We have had goodbye get togethers virtually every day since Saturday, and we’ll continue to have daily events until a day or so before we depart.  So far my family and/or I have attended a farewell concert in our honor, a team farewell, an MBA alumni gathering, two dinners with my wife’s former coworkers, and a meeting of the "Society of Chili Dogs Lovers," a tri-weekly get together for free chili dogs and beers at a local restaurant.  Tomorrow we will attend a hail and farewell for new and departing employees.  On Friday afternoon my office will throw me a small party, and in the evening, I will join one final "Soju Club" get together.  On Saturday we will have a children’s party and an evening of dinner and noraebang (karaoke) with friends.  We planned the farewell concert with the Nunchuks held last Saturday, but all other events have been organized by friends and colleagues.  It’s become a bit comical, because some people have been invited to many of our "goodbye" events.  If they can’t make it to one, they can always attend the next one.  Today two colleagues, partly tongue in cheek, commented that I’m the most feted colleague they’ve met.  I responded that it’s probably because I’m the only one leaving Seoul in the next two months, and people are itching to party one month after Christmas.  Maybe, maybe not.
 
Why do I/we have so many going-away events?  It could be as my father once told me following an event in which I was the featured guest–"I thought just was another of Mike’s productions, but it actually turned out pretty good."  Harsh words, but they hold a glimmer of truth.  He later apologized for being so brash, but I realize now that he had a point.  I can be a showman at times and have to admit that I like being in the middle of the action, even though I don’t often stand out in a crowd.  I’m more of a cheerleader on the sidelines. 
 
Many of these goodbye events are based on groups that I started or energized during my time in Seoul.  Still, the outpouring of goodbye gestures is genuine.  For example, the Nunchuks are rushing to make us a concert DVD before we leave on Wednesday.  You can’t buy that kind of thoughtfulness.  A colleague told me today that he would do his best to keep "Soju Club" going after I leave.  I hope they do continue.  They definitely aren’t about me or my family.  They’re about getting groups of like-minded people together for fun and fellowship.  Sometimes it just takes an "A" type cheerleader such as myself to spark interest and make it happen.
 

Books by MG EdwardsMG Edwards is a writer of books and stories in the thriller and science fiction-fantasy genres.

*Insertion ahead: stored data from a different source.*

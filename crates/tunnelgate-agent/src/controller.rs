//! Client-side channel controller
//!
//! Holds the active channel certificate and the supervisor running the
//! tunnel client with the credentials it carries. Loading a certificate
//! verifies it, persists it and replaces the supervisor; a credential the
//! broker refuses is cleared.
//!
//! Credential changes and start/stop are serialized by an async lock and
//! may await orphan sweeps. The lock around the active credential is only
//! held to read or swap it, so status reads never wait on a sweep.

use serde::Serialize;
use std::io;
use std::path::PathBuf;
use std::sync::{Arc, Mutex, MutexGuard, PoisonError, Weak};
use thiserror::Error;
use tokio::sync::{mpsc, Mutex as AsyncMutex};
use tracing::{info, warn};
use tunnelgate_core::{build_request, CertificateVerifier, ChannelGrant, CredentialError, MachineIdentity};

use crate::supervisor::{
    reap_orphans, LaunchSpec, NpcClassifier, OutputClassifier, ProcessStatus, Supervisor,
    SupervisorError, SupervisorEvent, SupervisorOptions,
};

/// Controller errors
#[derive(Debug, Error)]
pub enum ControllerError {
    #[error("certificate rejected: {0}")]
    Credential(#[from] CredentialError),

    #[error("certificate carries no tunnel credentials")]
    MissingLaunchCredentials,

    #[error("certificate was issued to machine {found}, this machine is {expected}")]
    IdentityMismatch { expected: String, found: String },

    #[error("not authorized")]
    NotAuthorized,

    #[error(transparent)]
    Supervisor(#[from] SupervisorError),

    #[error("certificate file error: {0}")]
    Io(#[from] io::Error),
}

/// Paths and supervisor tuning for the controller
#[derive(Debug, Clone)]
pub struct AgentSettings {
    /// Where the active certificate is persisted
    pub cert_path: PathBuf,
    /// Tunnel-client executable
    pub program: PathBuf,
    pub supervisor: SupervisorOptions,
}

/// Current credential and tunnel-client state
#[derive(Debug, Clone, Serialize)]
#[serde(rename_all = "camelCase")]
pub struct CredentialSnapshot {
    /// Active certificate PEM, empty when none is loaded
    pub cert: String,
    pub cert_data: Option<ChannelGrant>,
    pub npc_status: ProcessStatus,
}

/// Tunnel-client arguments for a grant
pub fn launch_args(grant: &ChannelGrant) -> Vec<String> {
    vec![
        format!("-server={}", grant.broker_host),
        format!("-vkey={}", grant.client_key),
        "-tls_enable=true".to_string(),
    ]
}

/// Client-side controller
#[derive(Clone)]
pub struct AgentController {
    inner: Arc<Inner>,
}

struct Inner {
    identity: MachineIdentity,
    verifier: CertificateVerifier,
    settings: AgentSettings,
    classifier: Arc<dyn OutputClassifier>,
    events: mpsc::UnboundedSender<SupervisorEvent>,
    transitions: AsyncMutex<()>,
    active: Mutex<Option<Active>>,
}

struct Active {
    cert: String,
    grant: ChannelGrant,
    supervisor: Supervisor,
}

impl AgentController {
    /// Create a controller with no credential loaded
    ///
    /// Must be called inside a Tokio runtime: supervisor notifications are
    /// handled on a background task.
    pub fn new(identity: MachineIdentity, verifier: CertificateVerifier, settings: AgentSettings) -> Self {
        let (events, receiver) = mpsc::unbounded_channel();
        let inner = Arc::new(Inner {
            identity,
            verifier,
            settings,
            classifier: Arc::new(NpcClassifier),
            events,
            transitions: AsyncMutex::new(()),
            active: Mutex::new(None),
        });
        tokio::spawn(watch_events(Arc::downgrade(&inner), receiver));
        Self { inner }
    }

    pub fn identity(&self) -> &MachineIdentity {
        &self.inner.identity
    }

    /// Load the persisted certificate, if there is one, and start the client
    pub async fn load_persisted(&self) -> Result<Option<ChannelGrant>, ControllerError> {
        let path = &self.inner.settings.cert_path;
        if !path.exists() {
            info!(path = %path.display(), "No persisted certificate");
            return Ok(None);
        }
        let pem = std::fs::read_to_string(path)?;
        self.activate(&pem, false).await.map(Some)
    }

    /// Verify `pem`, persist it and restart the tunnel client with it
    ///
    /// Nothing is persisted or started when verification fails.
    pub async fn load_certificate(&self, pem: &str) -> Result<ChannelGrant, ControllerError> {
        self.activate(pem, true).await
    }

    /// Restart the tunnel client with a fresh restart budget
    pub async fn start(&self) -> Result<(), ControllerError> {
        let _transition = self.inner.transitions.lock().await;
        let supervisor = self.inner.supervisor().ok_or(ControllerError::NotAuthorized)?;
        supervisor.stop().await;
        supervisor.start(true)?;
        Ok(())
    }

    /// Stop the tunnel client
    pub async fn stop(&self) {
        let _transition = self.inner.transitions.lock().await;
        match self.inner.supervisor() {
            Some(supervisor) => supervisor.stop().await,
            None if self.inner.settings.supervisor.reap_orphans => {
                reap_orphans(self.inner.settings.program.clone()).await;
            }
            None => {}
        }
    }

    pub fn status(&self) -> ProcessStatus {
        self.inner
            .active()
            .as_ref()
            .map(|a| a.supervisor.status())
            .unwrap_or(ProcessStatus::Stopped)
    }

    pub fn snapshot(&self) -> CredentialSnapshot {
        let active = self.inner.active();
        match active.as_ref() {
            Some(active) => CredentialSnapshot {
                cert: active.cert.clone(),
                cert_data: Some(active.grant.clone()),
                npc_status: active.supervisor.status(),
            },
            None => CredentialSnapshot {
                cert: String::new(),
                cert_data: None,
                npc_status: ProcessStatus::Stopped,
            },
        }
    }

    /// Fresh certificate request for this machine
    pub fn new_request(&self) -> Result<String, ControllerError> {
        Ok(build_request(self.inner.identity.as_str())?)
    }

    async fn activate(&self, pem: &str, persist: bool) -> Result<ChannelGrant, ControllerError> {
        let grant = self.inner.verifier.verify(pem).map_err(|e| {
            warn!(error = %e, "Certificate failed verification");
            e
        })?;

        if !grant.has_launch_credentials() {
            return Err(ControllerError::MissingLaunchCredentials);
        }
        if grant.machine_id != self.inner.identity.as_str() {
            return Err(ControllerError::IdentityMismatch {
                expected: self.inner.identity.to_string(),
                found: grant.machine_id,
            });
        }

        let _transition = self.inner.transitions.lock().await;

        if persist {
            let path = &self.inner.settings.cert_path;
            if let Some(parent) = path.parent() {
                std::fs::create_dir_all(parent)?;
            }
            std::fs::write(path, pem)?;
        }

        let supervisor = Supervisor::new(
            LaunchSpec::new(&self.inner.settings.program, launch_args(&grant)),
            self.inner.classifier.clone(),
            self.inner.settings.supervisor.clone(),
            Some(self.inner.events.clone()),
        );

        let previous = self.inner.active().take();
        match previous {
            // Stopping sweeps for orphans of the same program
            Some(previous) => previous.supervisor.stop().await,
            None => {
                supervisor.sweep_orphans().await;
            }
        }

        *self.inner.active() = Some(Active {
            cert: pem.to_string(),
            grant: grant.clone(),
            supervisor: supervisor.clone(),
        });

        info!(
            channel_id = grant.channel_id,
            broker_host = %grant.broker_host,
            expires_at = %grant.expires_at,
            "Loaded channel certificate"
        );

        supervisor.start(true)?;
        Ok(grant)
    }
}

impl Inner {
    fn active(&self) -> MutexGuard<'_, Option<Active>> {
        self.active.lock().unwrap_or_else(PoisonError::into_inner)
    }

    fn supervisor(&self) -> Option<Supervisor> {
        self.active().as_ref().map(|a| a.supervisor.clone())
    }

    /// Drop the credential whose supervisor reported a rejection
    async fn clear_rejected(&self, instance: u64) {
        let _transition = self.transitions.lock().await;
        let is_current = self
            .active()
            .as_ref()
            .is_some_and(|a| a.supervisor.instance() == instance);
        if !is_current {
            return;
        }
        let Some(rejected) = self.active().take() else {
            return;
        };

        rejected.supervisor.stop().await;
        warn!(
            channel_id = rejected.grant.channel_id,
            "Broker rejected the channel credential, clearing it"
        );

        match std::fs::remove_file(&self.settings.cert_path) {
            Ok(()) => {}
            Err(e) if e.kind() == io::ErrorKind::NotFound => {}
            Err(e) => warn!(error = %e, "Failed to remove rejected certificate"),
        }
    }
}

impl Drop for Inner {
    fn drop(&mut self) {
        let active = self.active.get_mut().unwrap_or_else(PoisonError::into_inner);
        if let Some(active) = active.take() {
            active.supervisor.halt();
        }
    }
}

async fn watch_events(inner: Weak<Inner>, mut events: mpsc::UnboundedReceiver<SupervisorEvent>) {
    while let Some(event) = events.recv().await {
        let Some(inner) = inner.upgrade() else {
            break;
        };
        match event {
            SupervisorEvent::CredentialRejected { instance } => inner.clear_rejected(instance).await,
        }
    }
}

#[cfg(test)]
mod tests {
    use super::*;
    use chrono::Utc;

    #[test]
    fn test_launch_args() {
        let grant = ChannelGrant {
            channel_id: 1,
            description: "unit".into(),
            broker_host: "175.27.0.1:20102".into(),
            client_id: 2,
            client_key: "m-1-1700000000".into(),
            tunnel_id: 3,
            tunnel_port: 40000,
            machine_id: "m-1".into(),
            expires_at: Utc::now(),
        };
        assert_eq!(
            launch_args(&grant),
            vec![
                "-server=175.27.0.1:20102",
                "-vkey=m-1-1700000000",
                "-tls_enable=true"
            ]
        );
    }
}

He also writes travel adventures and children’s books. A former U.S. diplomat, he served in South Korea, Paraguay, and Zambia before leaving the Foreign Service to write full time.

Edwards is author of six books. His memoir, Kilimanjaro: One Man’s Quest to Go Over the Hill, was finalist for the Book of the Year Award and the Global eBook Award. He has published four children’s picture books in the World Adventurers for Kids Series: Alexander the Salamander; Ellie the Elephant; Zoe the Zebra; and a collection featuring all three stories. His book Real Dreams: Thirty Years of Short Stories is an anthology of 15 short stories.

Edwards lives in Taipei, Taiwan with his wife Jing and son Alex. He has also lived in Austria, Singapore and Thailand. For more books or stories by M.G. Edwards, visit his web site at www.mgedwards.com or contact him by e-mail at me@mgedwards.com or on Twitter @m_g_edwards.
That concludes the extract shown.